Thursday, October 5, 2017

Ongoing Hostage Crisis in Iran - a Lifeline to Finding Prisoners Makes Its Way through Senate

In a small but positive step towards a victory for the good guys, the Senate Foreign Relations Committee this morning approved S. Res. 545, calling attention to the hostage crisis in Iran, and along with the mirror resolution which had already passed through the House, authorizing the creation of a taskforce that would share information related to current hostages and unjustly detained Americans with its counterparts from around the world. Major kudos to Sen. Ted Cruz for taking an initiative in the Senate on this resolution, and to Sen. Leahy and Booker for co-sponsorship.

Iran is engaging in a pattern of behavior that would surely fall under criminal RICO charges in the United States: detaining or arresting US citizens and permanent residents, many of them dual citizens or on assignments for the US government, holding them on trumped up charges, and demanding financial or political ransoms for their release. These individuals are held in terrible conditions, with limited to no access to medical care,  and in the past have also been beaten and tortured while in prison. Mr. Nizar Zakka, for instance has survived multiple hunger strikes, and is in dire need of dental care.

 In cases like that of the US former FBI officer Bob Levinson, arrested by the IRGC in Kish Island over 10 years ago where he was on a mission run by CIA, years have passed since any proof of life has been demonstrated, while Iran continues to be treated as a legitimate partner for investments by the international community.

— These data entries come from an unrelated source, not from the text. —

/// Owned RGBA pixel buffer.
///
/// Captured frames travel between threads by value: whoever holds the
/// `FrameBuffer` is its only reader and writer.
///
/// # Example
/// ```
/// use al_core::frame::FrameBuffer;
/// let fb = FrameBuffer::new(10, 10);
/// assert_eq!(fb.data.len(), 400);
/// ```
#[derive(Clone, Debug, PartialEq, Eq)]
pub struct FrameBuffer {
    /// Pixels RGBA, row-major, 4 bytes per pixel.
    pub data: Vec<u8>,
    /// Width in pixels.
    pub width: u32,
    /// Height in pixels.
    pub height: u32,
}

impl FrameBuffer {
    /// Allocate a zeroed buffer of the given size.
    ///
    /// # Example
    /// ```
    /// use al_core::frame::FrameBuffer;
    /// let fb = FrameBuffer::new(100, 50);
    /// assert_eq!(fb.width, 100);
    /// assert_eq!(fb.height, 50);
    /// assert_eq!(fb.data.len(), 100 * 50 * 4);
    /// ```
    #[must_use]
    pub fn new(width: u32, height: u32) -> Self {
        Self {
            data: vec![0u8; width as usize * height as usize * 4],
            width,
            height,
        }
    }

    /// `true` when the buffer has no pixels (source not loaded yet).
    #[inline]
    #[must_use]
    pub fn is_empty(&self) -> bool {
        self.width == 0 || self.height == 0
    }

    /// Reallocate in place if the dimensions differ.
    pub fn reshape(&mut self, width: u32, height: u32) {
        if self.width != width || self.height != height {
            self.width = width;
            self.height = height;
            self.data.clear();
            self.data.resize(width as usize * height as usize * 4, 0);
        }
    }
}

/// Character grid dimensions.
///
/// # Example
/// ```
/// use al_core::frame::GridDims;
/// let dims = GridDims::new(40, 20);
/// assert_eq!(dims.cells(), 800);
/// assert!(!dims.is_empty());
/// ```
#[derive(Clone, Copy, Debug, Default, PartialEq, Eq)]
pub struct GridDims {
    /// Columns.
    pub cols: u32,
    /// Rows.
    pub rows: u32,
}

impl GridDims {
    #[must_use]
    pub const fn new(cols: u32, rows: u32) -> Self {
        Self { cols, rows }
    }

    /// Number of cells.
    #[inline]
    #[must_use]
    pub fn cells(self) -> usize {
        self.cols as usize * self.rows as usize
    }

    /// `true` if either side is zero.
    #[inline]
    #[must_use]
    pub fn is_empty(self) -> bool {
        self.cols == 0 || self.rows == 0
    }
}

/// Visible drawing area in device-independent pixels.
#[derive(Clone, Copy, Debug, PartialEq)]
pub struct Container {
    /// Width in device-independent pixels.
    pub width: f32,
    /// Height in device-independent pixels.
    pub height: f32,
    /// Device pixels per device-independent pixel.
    pub dpr: f32,
}

impl Container {
    #[must_use]
    pub fn new(width: f32, height: f32, dpr: f32) -> Self {
        Self { width, height, dpr }
    }

    /// Backing store size in device pixels: `round(size * dpr)`.
    ///
    /// # Example
    /// ```
    /// use al_core::frame::Container;
    /// let c = Container::new(100.5, 40.0, 2.0);
    /// assert_eq!(c.backing_size(), (201, 80));
    /// ```
    #[must_use]
    pub fn backing_size(&self) -> (u32, u32) {
        let dpr = self.effective_dpr();
        (
            (self.width.max(0.0) * dpr).round() as u32,
            (self.height.max(0.0) * dpr).round() as u32,
        )
    }

    /// DPR with a fallback of 1 for unset or nonsensical values.
    #[must_use]
    pub fn effective_dpr(&self) -> f32 {
        if self.dpr.is_finite() && self.dpr > 0.0 {
            self.dpr
        } else {
            1.0
        }
    }
}

/// Flat per-cell glyph indices: `0` = nothing, `v > 0` = ramp glyph `v - 1`.
///
/// # Example
/// ```
/// use al_core::frame::{GridDims, IndexGrid};
/// let grid = IndexGrid::new(GridDims::new(4, 2));
/// assert_eq!(grid.cells.len(), 8);
/// assert_eq!(grid.get(3, 1), 0);
/// ```
#[derive(Clone, Debug, PartialEq, Eq)]
pub struct IndexGrid {
    /// Row-major indices.
    pub cells: Vec<u8>,
    /// Grid size.
    pub dims: GridDims,
}

impl IndexGrid {
    #[must_use]
    pub fn new(dims: GridDims) -> Self {
        Self {
            cells: vec![0u8; dims.cells()],
            dims,
        }
    }

    /// Reuse an existing allocation, zeroed and sized for `dims`.
    #[must_use]
    pub fn from_buffer(mut cells: Vec<u8>, dims: GridDims) -> Self {
        cells.clear();
        cells.resize(dims.cells(), 0);
        Self { cells, dims }
    }

    /// Index at (col, row).
    #[inline(always)]
    #[must_use]
    pub fn get(&self, col: u32, row: u32) -> u8 {
        self.cells[row as usize * self.dims.cols as usize + col as usize]
    }

    /// `true` for a 0×0 grid.
    #[inline]
    #[must_use]
    pub fn is_empty(&self) -> bool {
        self.dims.is_empty()
    }

    /// Give the allocation back (for pooling).
    #[must_use]
    pub fn into_buffer(self) -> Vec<u8> {
        self.cells
    }
}

/// Completion of a position change on a frame source.
///
/// `frame` is `None` when the capture failed; the frame is then skipped.
#[derive(Debug)]
pub struct Seeked {
    /// Position reached, in seconds.
    pub position: f64,
    /// Captured snapshot at that position.
    pub frame: Option<FrameBuffer>,
}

Creating a law that would facilitate information sharing between families and their representatives, and anyone else looking to locate Americans who have disappeared, or who are known to be held by such regimes as Iran, but with no access to basic humanitarian needs would make the effort to rescue US citizens a much needed and visible priority for the government and private investigators alike. It would also give hope for those serving this country in some of the most dangerous places around the world that if anything should happen to them, there would be mechanisms for doing everything possible to locate them no matter what the political climate of that time looks like. The resolution would empower mid-level officials and private parties not beholden to the ebb and flow of current events and their effect on the official pronouncements to quietly work with their counterparts in Canada, Europe, and elsewhere to share valuable knowledge as to whereabouts of the disappeared individuals.

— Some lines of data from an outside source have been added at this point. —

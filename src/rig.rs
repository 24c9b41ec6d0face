//! Target skeleton model.
//!
//! A [`Rig`] is the host-supplied skeleton that capture data is retargeted
//! onto: an ordered joint table with parent links and a rest pose. Joints
//! are validated parent-before-child at construction, so the table cannot
//! express a cycle and forward kinematics is a single forward pass.
//!
//! A [`Pose`] carries per-joint local transforms; the retargeter overwrites
//! the mapped entries each frame and the host reads world transforms out.

use std::collections::HashMap;

use nalgebra::{UnitQuaternion, Vector3};
use serde::{Deserialize, Serialize};

use crate::{MocapError, Result};

/// One joint of a target skeleton, in its parent's frame.
#[derive(Debug, Clone, PartialEq, Serialize, Deserialize)]
pub struct Joint {
    pub name: String,
    /// Index of the parent joint; `None` for a root.
    pub parent: Option<usize>,
    pub rest_position: Vector3<f32>,
    pub rest_rotation: UnitQuaternion<f32>,
}

impl Joint {
    /// Root joint with an identity rest rotation.
    pub fn root(name: impl Into<String>, rest_position: Vector3<f32>) -> Self {
        Self {
            name: name.into(),
            parent: None,
            rest_position,
            rest_rotation: UnitQuaternion::identity(),
        }
    }

    /// Child joint with an identity rest rotation.
    pub fn child(name: impl Into<String>, parent: usize, rest_position: Vector3<f32>) -> Self {
        Self {
            name: name.into(),
            parent: Some(parent),
            rest_position,
            rest_rotation: UnitQuaternion::identity(),
        }
    }
}

/// Validated joint table with precomputed rest-pose world transforms.
#[derive(Debug, Clone, PartialEq, Serialize, Deserialize)]
#[serde(try_from = "Vec<Joint>", into = "Vec<Joint>")]
pub struct Rig {
    joints: Vec<Joint>,
    index_by_name: HashMap<String, usize>,
    rest_world: Vec<(Vector3<f32>, UnitQuaternion<f32>)>,
}

impl TryFrom<Vec<Joint>> for Rig {
    type Error = MocapError;

    fn try_from(joints: Vec<Joint>) -> Result<Self> {
        Rig::new(joints)
    }
}

impl From<Rig> for Vec<Joint> {
    fn from(rig: Rig) -> Self {
        rig.joints
    }
}

impl Rig {
    /// Build a rig from a joint table.
    ///
    /// Every parent must precede its child and names must be unique;
    /// anything else is an [`MocapError::InvalidRig`].
    pub fn new(joints: Vec<Joint>) -> Result<Self> {
        if joints.is_empty() {
            return Err(MocapError::invalid_rig("rig has no joints"));
        }
        let mut index_by_name = HashMap::with_capacity(joints.len());
        for (index, joint) in joints.iter().enumerate() {
            if let Some(parent) = joint.parent {
                if parent >= index {
                    return Err(MocapError::invalid_rig(format!(
                        "joint '{}' at {index} references parent {parent}; parents must precede children",
                        joint.name
                    )));
                }
            }
            if index_by_name.insert(joint.name.clone(), index).is_some() {
                return Err(MocapError::invalid_rig(format!(
                    "duplicate joint name '{}'",
                    joint.name
                )));
            }
        }

        let mut rest_world = Vec::with_capacity(joints.len());
        for joint in &joints {
            let (position, rotation) = match joint.parent {
                None => (joint.rest_position, joint.rest_rotation),
                Some(parent) => {
                    let (parent_pos, parent_rot): (Vector3<f32>, UnitQuaternion<f32>) =
                        rest_world[parent];
                    (
                        parent_pos + parent_rot * joint.rest_position,
                        parent_rot * joint.rest_rotation,
                    )
                }
            };
            rest_world.push((position, rotation));
        }

        Ok(Self { joints, index_by_name, rest_world })
    }

    pub fn len(&self) -> usize {
        self.joints.len()
    }

    pub fn is_empty(&self) -> bool {
        self.joints.is_empty()
    }

    pub fn joint(&self, index: usize) -> Option<&Joint> {
        self.joints.get(index)
    }

    pub fn joints(&self) -> &[Joint] {
        &self.joints
    }

    /// Index of a joint by name.
    pub fn index_of(&self, name: &str) -> Option<usize> {
        self.index_by_name.get(name).copied()
    }

    /// Rest-pose world transform of a joint.
    pub fn rest_world(&self, index: usize) -> (Vector3<f32>, UnitQuaternion<f32>) {
        self.rest_world[index]
    }

    /// World rotation of the first root joint in the rest pose.
    pub fn root_rotation(&self) -> UnitQuaternion<f32> {
        self.joints
            .iter()
            .position(|j| j.parent.is_none())
            .map(|i| self.rest_world[i].1)
            .unwrap_or_else(UnitQuaternion::identity)
    }

    /// Forward kinematics: world transforms for every joint under a pose.
    pub fn world_transforms(&self, pose: &Pose) -> Vec<(Vector3<f32>, UnitQuaternion<f32>)> {
        let mut world = Vec::with_capacity(self.joints.len());
        for (index, joint) in self.joints.iter().enumerate() {
            let local_pos = pose.local_position(index);
            let local_rot = pose.local_rotation(index);
            let transform = match joint.parent {
                None => (local_pos, local_rot),
                Some(parent) => {
                    let (parent_pos, parent_rot): (Vector3<f32>, UnitQuaternion<f32>) =
                        world[parent];
                    (parent_pos + parent_rot * local_pos, parent_rot * local_rot)
                }
            };
            world.push(transform);
        }
        world
    }
}

/// Per-joint local transforms for one rig.
#[derive(Debug, Clone, PartialEq, Serialize, Deserialize)]
pub struct Pose {
    local_positions: Vec<Vector3<f32>>,
    local_rotations: Vec<UnitQuaternion<f32>>,
}

impl Pose {
    /// Pose initialised to the rig's rest transforms.
    pub fn rest(rig: &Rig) -> Self {
        Self {
            local_positions: rig.joints().iter().map(|j| j.rest_position).collect(),
            local_rotations: rig.joints().iter().map(|j| j.rest_rotation).collect(),
        }
    }

    pub fn len(&self) -> usize {
        self.local_rotations.len()
    }

    pub fn is_empty(&self) -> bool {
        self.local_rotations.is_empty()
    }

    pub fn local_position(&self, index: usize) -> Vector3<f32> {
        self.local_positions[index]
    }

    pub fn local_rotation(&self, index: usize) -> UnitQuaternion<f32> {
        self.local_rotations[index]
    }

    pub fn set_local_position(&mut self, index: usize, position: Vector3<f32>) {
        self.local_positions[index] = position;
    }

    pub fn set_local_rotation(&mut self, index: usize, rotation: UnitQuaternion<f32>) {
        self.local_rotations[index] = rotation;
    }
}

I hope that it clears Senate and is signed into law by President Trump as soon as possible. In the meantime, please call your Senators and ask them to support this measure once it comes to a vote, and please help by bringing attention to the fates of 10 Americans currently held helpless in Iran, several US citizens captured in North Korea, the Evangelical pastor in Turkey, and possibly a number of others incommunicado around the world. International pressure on these countries does work, as we have seen time and time again, when individuals facing life in prison or death penalty were reluctantly released after mass demonstrations in the US, and repeated pressure by US officials.